═══ Records supplied ═══

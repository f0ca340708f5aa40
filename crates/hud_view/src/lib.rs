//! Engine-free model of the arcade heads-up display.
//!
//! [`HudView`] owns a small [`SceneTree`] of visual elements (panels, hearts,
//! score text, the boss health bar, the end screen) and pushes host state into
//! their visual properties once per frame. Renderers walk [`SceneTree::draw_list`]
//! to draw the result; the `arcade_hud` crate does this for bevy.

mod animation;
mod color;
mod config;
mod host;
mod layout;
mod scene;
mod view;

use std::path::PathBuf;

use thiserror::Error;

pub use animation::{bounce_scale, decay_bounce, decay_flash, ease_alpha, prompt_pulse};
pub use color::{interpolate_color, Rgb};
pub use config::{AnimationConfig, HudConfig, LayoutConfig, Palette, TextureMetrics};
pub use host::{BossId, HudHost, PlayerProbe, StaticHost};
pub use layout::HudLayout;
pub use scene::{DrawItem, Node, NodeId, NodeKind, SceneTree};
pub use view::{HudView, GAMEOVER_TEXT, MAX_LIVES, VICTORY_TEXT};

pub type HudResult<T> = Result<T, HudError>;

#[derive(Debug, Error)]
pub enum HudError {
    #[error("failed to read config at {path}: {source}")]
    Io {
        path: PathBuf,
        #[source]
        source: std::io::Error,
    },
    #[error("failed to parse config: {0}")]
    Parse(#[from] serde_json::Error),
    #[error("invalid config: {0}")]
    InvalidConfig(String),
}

═══
═══ Records supplied ═══

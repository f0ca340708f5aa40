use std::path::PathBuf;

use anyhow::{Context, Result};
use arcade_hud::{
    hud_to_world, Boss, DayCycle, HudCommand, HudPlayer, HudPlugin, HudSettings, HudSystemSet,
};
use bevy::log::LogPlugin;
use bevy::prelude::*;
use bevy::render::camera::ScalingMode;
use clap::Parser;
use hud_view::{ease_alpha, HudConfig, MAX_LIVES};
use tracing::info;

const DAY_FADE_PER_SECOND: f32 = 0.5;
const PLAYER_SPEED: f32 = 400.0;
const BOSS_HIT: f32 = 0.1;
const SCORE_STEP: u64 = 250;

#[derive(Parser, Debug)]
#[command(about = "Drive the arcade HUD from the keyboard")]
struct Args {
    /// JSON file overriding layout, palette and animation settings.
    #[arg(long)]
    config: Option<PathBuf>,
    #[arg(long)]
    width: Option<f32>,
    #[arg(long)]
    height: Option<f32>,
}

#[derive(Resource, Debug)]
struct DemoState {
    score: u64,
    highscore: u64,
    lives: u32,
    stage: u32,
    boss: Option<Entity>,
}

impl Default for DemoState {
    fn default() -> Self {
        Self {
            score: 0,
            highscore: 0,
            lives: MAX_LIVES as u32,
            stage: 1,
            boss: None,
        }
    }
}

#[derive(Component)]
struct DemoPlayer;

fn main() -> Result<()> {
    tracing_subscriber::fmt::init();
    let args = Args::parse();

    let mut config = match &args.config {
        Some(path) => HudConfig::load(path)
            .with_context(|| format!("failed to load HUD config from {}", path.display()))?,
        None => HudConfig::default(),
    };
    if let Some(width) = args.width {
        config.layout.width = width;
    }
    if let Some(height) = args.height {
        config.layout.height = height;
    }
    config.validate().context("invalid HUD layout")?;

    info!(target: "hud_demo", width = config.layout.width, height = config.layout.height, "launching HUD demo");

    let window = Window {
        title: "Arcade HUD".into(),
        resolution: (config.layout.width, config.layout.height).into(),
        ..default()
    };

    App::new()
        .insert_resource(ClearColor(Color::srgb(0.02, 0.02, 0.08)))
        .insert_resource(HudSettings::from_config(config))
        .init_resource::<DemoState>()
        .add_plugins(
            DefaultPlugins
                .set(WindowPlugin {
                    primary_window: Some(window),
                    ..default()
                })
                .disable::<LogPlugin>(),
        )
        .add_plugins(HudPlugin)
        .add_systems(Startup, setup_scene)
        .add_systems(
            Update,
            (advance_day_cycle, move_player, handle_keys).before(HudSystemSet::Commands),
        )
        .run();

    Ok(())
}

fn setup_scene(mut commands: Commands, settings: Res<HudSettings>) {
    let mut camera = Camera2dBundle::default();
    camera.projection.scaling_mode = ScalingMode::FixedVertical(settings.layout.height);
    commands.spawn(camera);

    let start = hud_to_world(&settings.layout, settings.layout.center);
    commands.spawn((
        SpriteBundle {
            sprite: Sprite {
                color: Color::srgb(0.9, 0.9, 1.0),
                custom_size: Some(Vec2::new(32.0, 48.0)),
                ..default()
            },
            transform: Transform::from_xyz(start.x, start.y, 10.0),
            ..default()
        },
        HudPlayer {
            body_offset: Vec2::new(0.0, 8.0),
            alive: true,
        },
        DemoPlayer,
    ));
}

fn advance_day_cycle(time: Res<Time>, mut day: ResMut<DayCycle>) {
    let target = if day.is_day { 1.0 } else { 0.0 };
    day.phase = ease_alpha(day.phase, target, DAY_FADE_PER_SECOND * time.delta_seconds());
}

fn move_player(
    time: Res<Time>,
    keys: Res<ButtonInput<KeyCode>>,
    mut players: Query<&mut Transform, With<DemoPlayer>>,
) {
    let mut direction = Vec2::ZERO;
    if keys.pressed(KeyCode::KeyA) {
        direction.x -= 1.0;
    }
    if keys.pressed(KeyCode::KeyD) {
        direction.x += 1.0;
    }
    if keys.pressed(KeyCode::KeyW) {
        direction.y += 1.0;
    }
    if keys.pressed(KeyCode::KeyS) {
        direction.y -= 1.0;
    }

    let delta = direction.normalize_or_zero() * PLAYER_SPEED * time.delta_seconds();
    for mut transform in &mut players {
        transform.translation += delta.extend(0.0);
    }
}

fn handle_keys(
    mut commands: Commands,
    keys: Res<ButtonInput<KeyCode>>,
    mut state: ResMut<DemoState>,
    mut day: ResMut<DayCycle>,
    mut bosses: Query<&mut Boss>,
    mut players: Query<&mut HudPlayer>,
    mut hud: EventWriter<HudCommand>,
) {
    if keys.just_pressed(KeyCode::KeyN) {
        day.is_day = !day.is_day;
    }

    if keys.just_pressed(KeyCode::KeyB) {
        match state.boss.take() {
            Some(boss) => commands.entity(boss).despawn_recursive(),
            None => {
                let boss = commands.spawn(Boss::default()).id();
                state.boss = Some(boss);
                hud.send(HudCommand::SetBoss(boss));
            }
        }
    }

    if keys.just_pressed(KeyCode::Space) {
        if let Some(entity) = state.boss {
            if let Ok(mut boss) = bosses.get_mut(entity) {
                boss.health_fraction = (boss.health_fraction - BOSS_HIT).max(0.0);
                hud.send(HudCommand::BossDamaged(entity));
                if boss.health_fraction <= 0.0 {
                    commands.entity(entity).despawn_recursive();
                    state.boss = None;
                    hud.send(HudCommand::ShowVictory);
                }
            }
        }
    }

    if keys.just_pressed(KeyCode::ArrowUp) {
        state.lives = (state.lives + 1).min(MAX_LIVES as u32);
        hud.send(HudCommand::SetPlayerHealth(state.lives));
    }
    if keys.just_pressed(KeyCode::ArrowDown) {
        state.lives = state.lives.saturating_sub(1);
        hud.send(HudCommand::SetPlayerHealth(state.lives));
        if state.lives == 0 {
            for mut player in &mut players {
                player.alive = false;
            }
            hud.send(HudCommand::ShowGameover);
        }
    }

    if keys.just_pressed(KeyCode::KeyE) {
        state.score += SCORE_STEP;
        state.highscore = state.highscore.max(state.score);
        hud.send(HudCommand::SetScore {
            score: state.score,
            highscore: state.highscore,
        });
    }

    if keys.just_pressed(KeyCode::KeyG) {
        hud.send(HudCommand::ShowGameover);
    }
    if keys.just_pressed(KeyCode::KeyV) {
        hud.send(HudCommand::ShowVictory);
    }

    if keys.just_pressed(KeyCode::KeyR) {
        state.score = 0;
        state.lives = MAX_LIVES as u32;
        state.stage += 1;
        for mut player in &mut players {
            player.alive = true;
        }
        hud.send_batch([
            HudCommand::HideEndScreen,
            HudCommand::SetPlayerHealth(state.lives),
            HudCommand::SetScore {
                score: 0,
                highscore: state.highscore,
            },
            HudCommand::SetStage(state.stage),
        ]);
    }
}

═══
═══ Records supplied ═══

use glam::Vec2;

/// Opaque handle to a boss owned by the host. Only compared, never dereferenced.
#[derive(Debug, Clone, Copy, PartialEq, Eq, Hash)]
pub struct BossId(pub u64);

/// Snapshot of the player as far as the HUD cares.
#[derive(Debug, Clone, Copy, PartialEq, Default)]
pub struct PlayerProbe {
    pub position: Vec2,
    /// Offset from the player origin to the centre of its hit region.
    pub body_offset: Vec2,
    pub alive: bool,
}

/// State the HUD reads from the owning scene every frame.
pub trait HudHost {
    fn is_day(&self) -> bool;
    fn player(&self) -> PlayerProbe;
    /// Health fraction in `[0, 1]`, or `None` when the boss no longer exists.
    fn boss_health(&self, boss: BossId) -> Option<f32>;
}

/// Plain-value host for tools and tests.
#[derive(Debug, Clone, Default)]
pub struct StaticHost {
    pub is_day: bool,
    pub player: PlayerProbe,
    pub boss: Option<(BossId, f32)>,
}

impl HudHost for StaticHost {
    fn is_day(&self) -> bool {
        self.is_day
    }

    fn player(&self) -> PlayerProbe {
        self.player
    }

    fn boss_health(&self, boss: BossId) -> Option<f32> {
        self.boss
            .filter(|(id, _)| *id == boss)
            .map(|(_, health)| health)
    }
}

═══

Try it - Copy every line of the entries in which "ResMut" can be found.

Response -
fn advance_day_cycle(time: Res<Time>, mut day: ResMut<DayCycle>) {
    mut state: ResMut<DemoState>,
    mut day: ResMut<DayCycle>,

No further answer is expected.